- WHAT TO WORK ON -
From the entries, filter out every line that lacks "contains" and copy the rest.

- DATA FOR THIS EXERCISE -
___
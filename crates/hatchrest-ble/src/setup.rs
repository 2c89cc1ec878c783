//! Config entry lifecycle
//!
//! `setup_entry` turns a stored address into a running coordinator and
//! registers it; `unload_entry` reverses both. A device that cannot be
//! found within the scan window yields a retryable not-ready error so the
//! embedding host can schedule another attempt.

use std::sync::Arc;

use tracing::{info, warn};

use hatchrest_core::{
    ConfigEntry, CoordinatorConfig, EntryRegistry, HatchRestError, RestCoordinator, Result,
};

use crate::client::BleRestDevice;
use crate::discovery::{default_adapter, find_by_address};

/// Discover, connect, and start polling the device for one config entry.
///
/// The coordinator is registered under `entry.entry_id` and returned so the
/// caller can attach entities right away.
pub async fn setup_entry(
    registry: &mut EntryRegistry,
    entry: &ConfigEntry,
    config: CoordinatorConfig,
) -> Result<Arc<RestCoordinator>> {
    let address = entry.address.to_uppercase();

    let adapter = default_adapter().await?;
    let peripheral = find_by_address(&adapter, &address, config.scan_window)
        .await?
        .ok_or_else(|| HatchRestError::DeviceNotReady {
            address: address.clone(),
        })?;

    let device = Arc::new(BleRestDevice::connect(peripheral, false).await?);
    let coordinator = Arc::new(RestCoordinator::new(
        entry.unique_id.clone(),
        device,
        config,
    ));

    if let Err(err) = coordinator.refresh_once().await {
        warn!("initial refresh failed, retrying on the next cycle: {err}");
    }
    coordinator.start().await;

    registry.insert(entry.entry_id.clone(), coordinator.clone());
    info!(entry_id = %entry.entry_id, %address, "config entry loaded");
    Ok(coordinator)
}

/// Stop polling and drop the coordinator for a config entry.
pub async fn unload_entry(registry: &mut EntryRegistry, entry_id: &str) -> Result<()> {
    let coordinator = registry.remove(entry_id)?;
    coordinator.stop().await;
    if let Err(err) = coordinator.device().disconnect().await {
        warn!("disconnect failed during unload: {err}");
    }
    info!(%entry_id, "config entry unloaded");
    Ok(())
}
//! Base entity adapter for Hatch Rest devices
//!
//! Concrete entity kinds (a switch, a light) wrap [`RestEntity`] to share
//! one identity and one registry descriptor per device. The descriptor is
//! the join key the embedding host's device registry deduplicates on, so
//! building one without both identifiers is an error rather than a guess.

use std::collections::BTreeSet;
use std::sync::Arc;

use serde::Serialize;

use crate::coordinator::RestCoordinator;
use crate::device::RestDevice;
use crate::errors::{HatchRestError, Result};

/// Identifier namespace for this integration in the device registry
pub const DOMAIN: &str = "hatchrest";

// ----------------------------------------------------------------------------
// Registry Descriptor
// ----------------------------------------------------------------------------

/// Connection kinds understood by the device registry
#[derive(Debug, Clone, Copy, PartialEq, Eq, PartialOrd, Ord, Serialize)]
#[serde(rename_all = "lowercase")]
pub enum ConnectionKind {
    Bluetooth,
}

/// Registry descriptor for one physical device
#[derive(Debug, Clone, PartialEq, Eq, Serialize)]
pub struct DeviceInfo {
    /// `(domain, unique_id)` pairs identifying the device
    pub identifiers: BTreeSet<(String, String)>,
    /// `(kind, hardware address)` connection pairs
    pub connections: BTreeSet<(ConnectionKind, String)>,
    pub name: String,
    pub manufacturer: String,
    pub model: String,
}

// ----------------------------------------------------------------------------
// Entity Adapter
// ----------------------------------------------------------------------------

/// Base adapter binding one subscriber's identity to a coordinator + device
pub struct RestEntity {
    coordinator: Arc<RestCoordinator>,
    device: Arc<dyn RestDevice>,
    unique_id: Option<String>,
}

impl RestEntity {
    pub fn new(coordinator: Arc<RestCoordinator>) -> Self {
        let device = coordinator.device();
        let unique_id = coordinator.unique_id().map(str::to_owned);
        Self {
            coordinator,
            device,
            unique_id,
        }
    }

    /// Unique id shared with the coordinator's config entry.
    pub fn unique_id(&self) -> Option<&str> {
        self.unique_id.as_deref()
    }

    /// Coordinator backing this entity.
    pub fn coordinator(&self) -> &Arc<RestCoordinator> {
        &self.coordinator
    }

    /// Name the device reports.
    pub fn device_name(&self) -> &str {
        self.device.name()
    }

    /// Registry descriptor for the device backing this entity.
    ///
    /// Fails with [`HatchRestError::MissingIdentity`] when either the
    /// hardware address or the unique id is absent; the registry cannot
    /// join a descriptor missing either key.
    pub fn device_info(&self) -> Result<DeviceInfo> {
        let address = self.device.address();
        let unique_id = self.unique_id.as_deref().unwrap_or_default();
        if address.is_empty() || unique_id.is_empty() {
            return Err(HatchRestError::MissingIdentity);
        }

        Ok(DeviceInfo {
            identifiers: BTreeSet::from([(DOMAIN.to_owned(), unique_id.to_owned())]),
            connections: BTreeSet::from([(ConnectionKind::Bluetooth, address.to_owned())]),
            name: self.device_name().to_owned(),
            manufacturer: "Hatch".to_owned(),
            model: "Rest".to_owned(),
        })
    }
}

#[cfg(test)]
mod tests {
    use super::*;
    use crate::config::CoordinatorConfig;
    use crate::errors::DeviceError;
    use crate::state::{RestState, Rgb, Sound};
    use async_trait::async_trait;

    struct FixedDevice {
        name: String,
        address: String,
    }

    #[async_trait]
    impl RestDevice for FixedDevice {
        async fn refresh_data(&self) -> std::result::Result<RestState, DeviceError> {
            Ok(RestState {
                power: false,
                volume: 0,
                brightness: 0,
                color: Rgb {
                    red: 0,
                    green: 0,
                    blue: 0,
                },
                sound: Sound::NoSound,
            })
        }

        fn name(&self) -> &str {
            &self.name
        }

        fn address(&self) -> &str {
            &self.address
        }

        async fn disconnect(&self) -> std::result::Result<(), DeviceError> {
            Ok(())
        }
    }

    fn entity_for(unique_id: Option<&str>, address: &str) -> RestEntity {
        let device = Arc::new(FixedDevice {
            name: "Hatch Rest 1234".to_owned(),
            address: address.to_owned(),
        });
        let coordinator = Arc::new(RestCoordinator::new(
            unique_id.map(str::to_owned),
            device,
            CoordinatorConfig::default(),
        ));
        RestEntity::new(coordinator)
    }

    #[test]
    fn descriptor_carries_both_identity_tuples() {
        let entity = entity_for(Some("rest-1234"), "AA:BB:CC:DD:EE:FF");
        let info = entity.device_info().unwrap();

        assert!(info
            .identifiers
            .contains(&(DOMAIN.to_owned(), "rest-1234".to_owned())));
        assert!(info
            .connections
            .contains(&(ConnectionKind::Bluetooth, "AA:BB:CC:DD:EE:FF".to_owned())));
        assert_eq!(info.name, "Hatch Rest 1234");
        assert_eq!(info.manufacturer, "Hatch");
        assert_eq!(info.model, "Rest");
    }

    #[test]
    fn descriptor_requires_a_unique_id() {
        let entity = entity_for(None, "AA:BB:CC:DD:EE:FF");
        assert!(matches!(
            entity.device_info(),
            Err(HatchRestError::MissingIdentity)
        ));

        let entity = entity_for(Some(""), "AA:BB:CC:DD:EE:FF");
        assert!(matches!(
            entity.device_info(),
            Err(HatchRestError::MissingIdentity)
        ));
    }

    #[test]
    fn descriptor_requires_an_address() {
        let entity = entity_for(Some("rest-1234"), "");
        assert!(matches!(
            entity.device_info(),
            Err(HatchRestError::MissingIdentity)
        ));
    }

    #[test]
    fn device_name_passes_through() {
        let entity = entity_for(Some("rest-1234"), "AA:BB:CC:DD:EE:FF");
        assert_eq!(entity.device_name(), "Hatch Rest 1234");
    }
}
___
- EXERCISE ANSWER -
            .contains(&(DOMAIN.to_owned(), "rest-1234".to_owned())));
            .contains(&(ConnectionKind::Bluetooth, "AA:BB:CC:DD:EE:FF".to_owned())));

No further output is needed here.